There are two technical components which are salient to the Avalanche story here which are DNS related.
First is <<fast flux>>. A rough sketch of this looks like servers behind reverse proxy servers, and DNS servers. Both the proxy and DNS server components are intended to cycle extremely fast, rendering IP address blocking impractical and tracking difficult. We'd often find that the actual mothership servers used named virtual hosting and by sending different Host: headers we could tickle different phish.
Second is <<DGA>> or a Domain Generation Algorithm, the point of which is to enable autonomous discovery of Command and Control servers by implants. In practice you can think of a DGA as TOTP for domain names. So at any given time the algorithm offers a bag of possible C2 server domain names (which constantly changes) and the implants rattles doorknobs until it hears "notary sojack" from one of them. (There can be lots of these, thousands or tens of thousands at any time.)
I think DGA is the concern here.
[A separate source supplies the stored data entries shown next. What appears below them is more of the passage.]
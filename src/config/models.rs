use chrono::{DateTime, Local};
use serde::{Deserialize, Serialize};

/// Timestamp layout used across profile files: local time with its UTC
/// offset, second precision.
const TIMESTAMP_FORMAT: &str = "%Y-%m-%dT%H:%M:%S%:z";

/// Legacy split date/time layout still accepted on load.
const LEGACY_DATE_FORMAT: &str = "%m/%d/%Y";
const LEGACY_TIME_FORMAT: &str = "%H:%M";

#[inline]
fn default_rate() -> u32 {
    1
}

/// One profile file on disk: a named set of event configs.
#[derive(Debug, Clone, Serialize, Deserialize)]
#[serde(rename_all = "kebab-case")]
pub struct ProfileConfig {
    pub name: String,

    #[serde(default)]
    pub description: String,

    /// Stamped on every save.
    #[serde(default, skip_serializing_if = "Option::is_none")]
    pub last_modified: Option<String>,

    #[serde(default)]
    pub events: Vec<EventConfig>,
}

/// Wire form of a single event. String enums are parsed case-insensitively
/// by the event constructor; unknown values fall back to safe defaults
/// there, so this struct stays permissive.
#[derive(Debug, Clone, Serialize, Deserialize)]
#[serde(rename_all = "kebab-case")]
pub struct EventConfig {
    /// Display order only; rewritten 1..N by target time on save.
    #[serde(default)]
    pub id: u32,

    pub name: String,

    #[serde(default)]
    pub description: String,

    /// Derived from the recurrence rule; overwritten on save.
    #[serde(default)]
    pub rec_description: String,

    /// `"AbsoluteEvent"` or `"AstronomicalEvent"`.
    #[serde(rename = "type", default)]
    pub event_type: String,

    /// `"Enabled"` or `"Disabled"`.
    #[serde(default)]
    pub state: String,

    /// `"NotSet"` or one of the `EveryNth*` names.
    #[serde(default)]
    pub frequency: String,

    #[serde(default = "default_rate")]
    pub rate: u32,

    /// Day-selection bitmask for weekly/monthly rules.
    #[serde(default)]
    pub add_rate: i32,

    /// `"<Kind>:<±minutes>"`, meaningful for astronomical events only.
    #[serde(default, skip_serializing_if = "Option::is_none")]
    pub astro_offset: Option<String>,

    #[serde(default, skip_serializing_if = "Option::is_none")]
    pub target_time: Option<String>,

    /// Legacy `HH:mm`, combined with `date` when `target-time` is absent.
    #[serde(default, skip_serializing_if = "Option::is_none")]
    pub time: Option<String>,

    /// Legacy `MM/dd/yyyy`.
    #[serde(default, skip_serializing_if = "Option::is_none")]
    pub date: Option<String>,

    #[serde(default, skip_serializing_if = "Option::is_none")]
    pub last_fired: Option<String>,

    /// Reserved; carried through saves untouched.
    #[serde(default)]
    pub acknowledge: bool,

    #[serde(default, skip_serializing_if = "Option::is_none")]
    pub actions: Option<Vec<String>>,
}

impl EventConfig {
    /// Minimal config used as a base by builders and tests.
    pub fn named(name: &str) -> Self {
        Self {
            id: 0,
            name: name.to_string(),
            description: String::new(),
            rec_description: String::new(),
            event_type: String::new(),
            state: String::new(),
            frequency: String::new(),
            rate: 1,
            add_rate: 0,
            astro_offset: None,
            target_time: None,
            time: None,
            date: None,
            last_fired: None,
            acknowledge: false,
            actions: None,
        }
    }
}

pub fn format_timestamp(time: &DateTime<Local>) -> String {
    time.format(TIMESTAMP_FORMAT).to_string()
}

pub fn parse_timestamp(value: &str) -> Option<DateTime<Local>> {
    DateTime::parse_from_str(value.trim(), TIMESTAMP_FORMAT)
        .ok()
        .map(|dt| dt.with_timezone(&Local))
}

/// Combine the legacy `date` and `time` fields into a local instant.
pub fn parse_legacy_date_time(date: &str, time: &str) -> Option<DateTime<Local>> {
    let date = chrono::NaiveDate::parse_from_str(date.trim(), LEGACY_DATE_FORMAT).ok()?;
    let time = chrono::NaiveTime::parse_from_str(time.trim(), LEGACY_TIME_FORMAT).ok()?;
    Some(crate::recurrence::resolve_local(date.and_time(time)))
}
You may think there's some traffic sniffing going on, but that's only the case for observed implant activity.
Let's look at some implant and its C2 from a traffic standpoint. The implant is going around asking "notary sojack? notary sojack?" to every Tom, Dick and Carol and even to cats and garbage cans. The C2 looks like a garbage can but has an incongruous collection of fans who are also observed muttering "notary sojack" at random objects.
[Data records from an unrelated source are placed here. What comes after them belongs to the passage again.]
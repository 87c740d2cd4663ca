use chrono::{DateTime, Duration, Local, NaiveDateTime, TimeZone, Timelike};

/// Resolve a local wall-clock time back to an instant. Ambiguous times
/// (fall-back transition) resolve to the earlier mapping; times skipped by
/// spring-forward are pushed past the gap.
pub fn resolve_local(naive: NaiveDateTime) -> DateTime<Local> {
    match Local.from_local_datetime(&naive) {
        chrono::LocalResult::Single(dt) => dt,
        chrono::LocalResult::Ambiguous(earliest, _) => earliest,
        chrono::LocalResult::None => {
            // Inside a spring-forward gap; an hour later always exists
            let shifted = naive + Duration::hours(1);
            Local
                .from_local_datetime(&shifted)
                .earliest()
                .unwrap_or_else(Local::now)
        }
    }
}

/// Round to the whole minute: 30 seconds or more rounds up, less rounds
/// down. Sub-second precision is always dropped.
pub fn round_to_minute(time: DateTime<Local>) -> DateTime<Local> {
    let seconds = time.second();
    let truncated = time
        .with_second(0)
        .and_then(|t| t.with_nanosecond(0))
        .unwrap_or(time);

    if seconds >= 30 {
        truncated + Duration::minutes(1)
    } else {
        truncated
    }
}

/// Delay from `now` until the next exact minute boundary (seconds and
/// sub-seconds zero).
pub fn until_next_minute(now: DateTime<Local>) -> std::time::Duration {
    let seconds = now.second() as u64;
    // Leap-second representation can push nanosecond() past 1e9
    let nanos = (now.nanosecond() as u64).min(999_999_999);

    let elapsed = seconds * 1_000_000_000 + nanos;
    std::time::Duration::from_nanos(60_000_000_000 - elapsed)
}

#[cfg(test)]
mod tests {
    use super::*;
    use chrono::Timelike;

    #[test]
    fn round_down_below_thirty_seconds() {
        let t = Local.with_ymd_and_hms(2025, 7, 15, 9, 7, 29).unwrap();
        let rounded = round_to_minute(t);
        assert_eq!(rounded.minute(), 7);
        assert_eq!(rounded.second(), 0);
    }

    #[test]
    fn round_up_from_thirty_seconds() {
        let t = Local.with_ymd_and_hms(2025, 7, 15, 9, 7, 30).unwrap();
        let rounded = round_to_minute(t);
        assert_eq!(rounded.minute(), 8);
        assert_eq!(rounded.second(), 0);
    }

    #[test]
    fn round_carries_across_hour() {
        let t = Local.with_ymd_and_hms(2025, 7, 15, 9, 59, 45).unwrap();
        let rounded = round_to_minute(t);
        assert_eq!(rounded.hour(), 10);
        assert_eq!(rounded.minute(), 0);
    }

    #[test]
    fn delay_to_next_minute_is_under_a_minute() {
        let d = until_next_minute(Local::now());
        assert!(d <= std::time::Duration::from_secs(60));
        assert!(d > std::time::Duration::ZERO);
    }

    #[test]
    fn resolve_plain_time_is_identity() {
        let t = Local.with_ymd_and_hms(2025, 7, 15, 12, 0, 0).unwrap();
        assert_eq!(resolve_local(t.naive_local()), t);
    }
}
It was possible in most cases to reverse engineer the DGA and seeds with confidence. DNS zones would be populated with the flavor of the day (and maybe the days prior and after) and utilized by caching resolver operators as response policy zones (RPZs) or e.g. Bro lookup tables. The notion being if something in your org (using your resolvers) is doing DNS lookups for a bunch of these, you might want to take a look and see if it's rattling doorknobs and muttering "notary sojack". That's the idea. Technically, somebody could block on it but there is the risk of false positives. Your vendor might vett the list in some fashion; or not.
I don't recall domains being seized as commonplace in my time. I could make up hypotheticals as to what might cause this to occur but I've got no evidence or experience supporting one over another. It could've been a mistake.
In any case, after a few days the DGA moves on and the domain is useless; that comports with the domain being returned to the owner.
Hmm, so then susam.in supposedly came out of a DGA in the wild being observed (or was a reverse engineered possibility) and then matched some level of checks to try to weed out false positives.
Still feels sloppy that their whatever they're hosting looked enough like a C2 server/reverse proxy point to a C2 server to get their domain _seized_. That's quite a drastic action, especially across countries being it's a .in domain.
99% correct in my estimation. Sloppy... that's where I'm not sure; heavy-handed? Certainly. I said I wasn't covered by noncompetes any longer, I didn't say I felt comfortable spilling all on HN. I'm also not current on what covenants are in place around .in specifically.
If I was investigating this I would start with the hosting for susam.in and could it have been compromised.
If threat intelligence intrigues you, you're welcome to stalk me and send me a connection request on LinkedIn. And as a footnote to the "how the fuck..." comment, maybe it should be FCANN rather than ICANN for truth in advertising.